In my previous work, I have examined regional variation in Medicare and Medicaid costs through reports to the Institute of Medicine and publications in peer-reviewed journals.  We found significant variation in health care costs across regions, that high-cost regions tended to remain high cost over time, but that a region that is high-cost for treating one medical condition may not be high cost for another medical condition.

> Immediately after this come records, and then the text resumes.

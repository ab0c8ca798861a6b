//! Tests for the Icinga2 API client against a mock server

use assert_matches::assert_matches;
use icinga_bridge::ServiceIdentity;
use icinga_bridge::client::icinga::IcingaClient;
use icinga_bridge::client::{ApiError, MonitoringApi, Service};
use icinga_bridge::result::{CheckResult, ExitStatus};
use reqwest::Url;
use serde_json::json;
use wiremock::matchers::{basic_auth, body_json, header, method, path};
use wiremock::{Mock, MockServer, ResponseTemplate};

use crate::helpers::*;

#[tokio::test]
async fn test_get_existing_service() {
    let mock_server = MockServer::start().await;
    Mock::given(method("GET"))
        .and(path(service_path("web1", "cpu")))
        .and(basic_auth(USERNAME, PASSWORD))
        .and(header("accept", "application/json"))
        .respond_with(
            ResponseTemplate::new(200).set_body_json(service_response("web1", "cpu", "hostalive")),
        )
        .expect(1)
        .mount(&mock_server)
        .await;

    let client = create_test_client(&mock_server);
    let service = client
        .get_service(&ServiceIdentity::new("web1", "cpu"))
        .await
        .unwrap();

    assert_eq!(
        service,
        Some(Service {
            name: "cpu".to_string(),
            host_name: "web1".to_string(),
            check_command: "hostalive".to_string(),
        })
    );
}

#[tokio::test]
async fn test_get_missing_service() {
    let mock_server = MockServer::start().await;
    Mock::given(method("GET"))
        .and(path(service_path("web1", "cpu")))
        .respond_with(ResponseTemplate::new(404).set_body_json(json!({
            "error": 404,
            "status": "No objects found."
        })))
        .mount(&mock_server)
        .await;

    let client = create_test_client(&mock_server);
    let service = client
        .get_service(&ServiceIdentity::new("web1", "cpu"))
        .await
        .unwrap();

    assert_eq!(service, None);
}

#[tokio::test]
async fn test_get_service_server_error_is_not_missing() {
    let mock_server = MockServer::start().await;
    Mock::given(method("GET"))
        .and(path(service_path("web1", "cpu")))
        .respond_with(ResponseTemplate::new(503).set_body_string("unavailable"))
        .mount(&mock_server)
        .await;

    let client = create_test_client(&mock_server);
    let result = client.get_service(&ServiceIdentity::new("web1", "cpu")).await;

    assert_matches!(
        result,
        Err(ApiError::UnexpectedStatus { status: 503, ref body }) if body == "unavailable"
    );
}

#[tokio::test]
async fn test_get_service_malformed_body() {
    let mock_server = MockServer::start().await;
    Mock::given(method("GET"))
        .and(path(service_path("web1", "cpu")))
        .respond_with(ResponseTemplate::new(200).set_body_string("{invalid json"))
        .mount(&mock_server)
        .await;

    let client = create_test_client(&mock_server);
    let result = client.get_service(&ServiceIdentity::new("web1", "cpu")).await;

    assert_matches!(result, Err(ApiError::InvalidResponse(_)));
}

#[tokio::test]
async fn test_create_service() {
    let mock_server = MockServer::start().await;
    Mock::given(method("PUT"))
        .and(path(service_path("web1", "cpu")))
        .and(basic_auth(USERNAME, PASSWORD))
        .and(header("content-type", "application/json"))
        .and(body_json(json!({
            "attrs": {
                "host_name": "web1",
                "check_command": "hostalive"
            }
        })))
        .respond_with(ResponseTemplate::new(200).set_body_json(json!({
            "results": [{"code": 200.0, "status": "Object was created"}]
        })))
        .expect(1)
        .mount(&mock_server)
        .await;

    let client = create_test_client(&mock_server);
    client
        .create_service(&Service {
            name: "cpu".to_string(),
            host_name: "web1".to_string(),
            check_command: "hostalive".to_string(),
        })
        .await
        .unwrap();
}

#[tokio::test]
async fn test_process_check_result() {
    let mock_server = MockServer::start().await;
    Mock::given(method("POST"))
        .and(path("/v1/actions/process-check-result"))
        .and(basic_auth(USERNAME, PASSWORD))
        .and(header("content-type", "application/json"))
        .and(body_json(check_result_body(
            "web1",
            "cpu",
            "usage:42 ",
            &["usage=42;;;"],
        )))
        .respond_with(ResponseTemplate::new(200))
        .expect(1)
        .mount(&mock_server)
        .await;

    let client = create_test_client(&mock_server);
    client
        .process_check_result(
            &ServiceIdentity::new("web1", "cpu"),
            &CheckResult {
                exit_status: ExitStatus::Ok,
                plugin_output: "usage:42 ".to_string(),
                performance_data: vec!["usage=42;;;".to_string()],
                check_source: "web1".to_string(),
            },
        )
        .await
        .unwrap();
}

#[tokio::test]
async fn test_debug_client_sends_same_payload() {
    let mock_server = MockServer::start().await;
    Mock::given(method("POST"))
        .and(path("/v1/actions/process-check-result"))
        .and(header("content-type", "application/json"))
        .and(body_json(check_result_body("web1", "cpu", "usage:1 ", &["usage=1;;;"])))
        .respond_with(ResponseTemplate::new(200))
        .expect(1)
        .mount(&mock_server)
        .await;

    let url = Url::parse(&mock_server.uri()).unwrap();
    let client = IcingaClient::builder(url, USERNAME, PASSWORD)
        .debug(true)
        .build()
        .unwrap();
    client
        .process_check_result(
            &ServiceIdentity::new("web1", "cpu"),
            &CheckResult {
                exit_status: ExitStatus::Ok,
                plugin_output: "usage:1 ".to_string(),
                performance_data: vec!["usage=1;;;".to_string()],
                check_source: "web1".to_string(),
            },
        )
        .await
        .unwrap();
}

#[tokio::test]
async fn test_unreachable_api() {
    // nothing listens on this port
    let client = icinga_bridge::client::icinga::IcingaClient::builder(
        reqwest::Url::parse("http://127.0.0.1:9").unwrap(),
        USERNAME,
        PASSWORD,
    )
    .timeout(std::time::Duration::from_secs(2))
    .build()
    .unwrap();

    let result = client.get_service(&ServiceIdentity::new("web1", "cpu")).await;

    assert_matches!(result, Err(ApiError::Request(_)));
}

A new paper in Health Services Research by Krinsky et al. (2016) examines the causes of regional variation in Medicare inpatient cost between 1987 and 2013.  In the current Medicare inpatient reimbursement system–the Inpatient Prospective Payment System (IPPS)–hospitals are paid:

…based on patients diagnosis related groups (DRGs), and it also compensates hospitals for exceptionally costly patients through outlier payments. While each DRG is assigned a base price that applies to all U.S. hospitals, hospitals receive payment adjustments designed to account for differences in area wages, care for low-income patients under the disproportionate share hospitals (DSHs) program, and the indirect costs associated with graduate medical education (IGME), among other adjustments.

The size of these adjustments have varied over time.  For instance, the the Affordable Care Act (ACA) “reduced DSH payments by 75 percent and introduced a new uncompensated care adjustment, beginning federal fiscal year (FY) 2014.”

Using Medicare hospital cost reports, Krinsky et al. (2016) decomposed Part A payments into seven components: operating, capital, outlier, DSH, IGME, DGME, and an “other” category. The authors measure the share of these adjustment payments relative to the base DRG payment.  

The studies find that a growing share of Medicare payments for Part A inpatient care are for payment adjustments rather than the base DRG payments (see figure below).  As the adjustments are more likely to vary across regions, we see that over time, variability in Medicare hospital reimbursement rates has increased over time as well.

Figure 3

The authors summarize the results as follows:

Over the 27 years of the IPPS covered in our study, adjustments represented a large and increasing share of Medicare expenditures for acute inpatient care. The highest rates were paid to hospitals that received large payments both for DSH and medical education. Community hospitalsreceived the lowest rates.

The authors also measure variation in reimbursement within hospital referral regions (HRRs).  However, use of HRRs is not the best approach.  The Medicare Hospital Wage Index–used to adjust hospital payments for regional differences in labor costs–is defined by metropolitan statistical area (MSA) and rest of state areas.  Whereas HRRs are agglomerations of ZIP codes, MSAs are agglomerations of counties.  Thus, there may be heterogeneity in reimbursement rates within HRR by design due to CMS policy.  Nevertheless, the finding that adjustments make up a larger share of IPPS reimbursement is certainly an interesting one.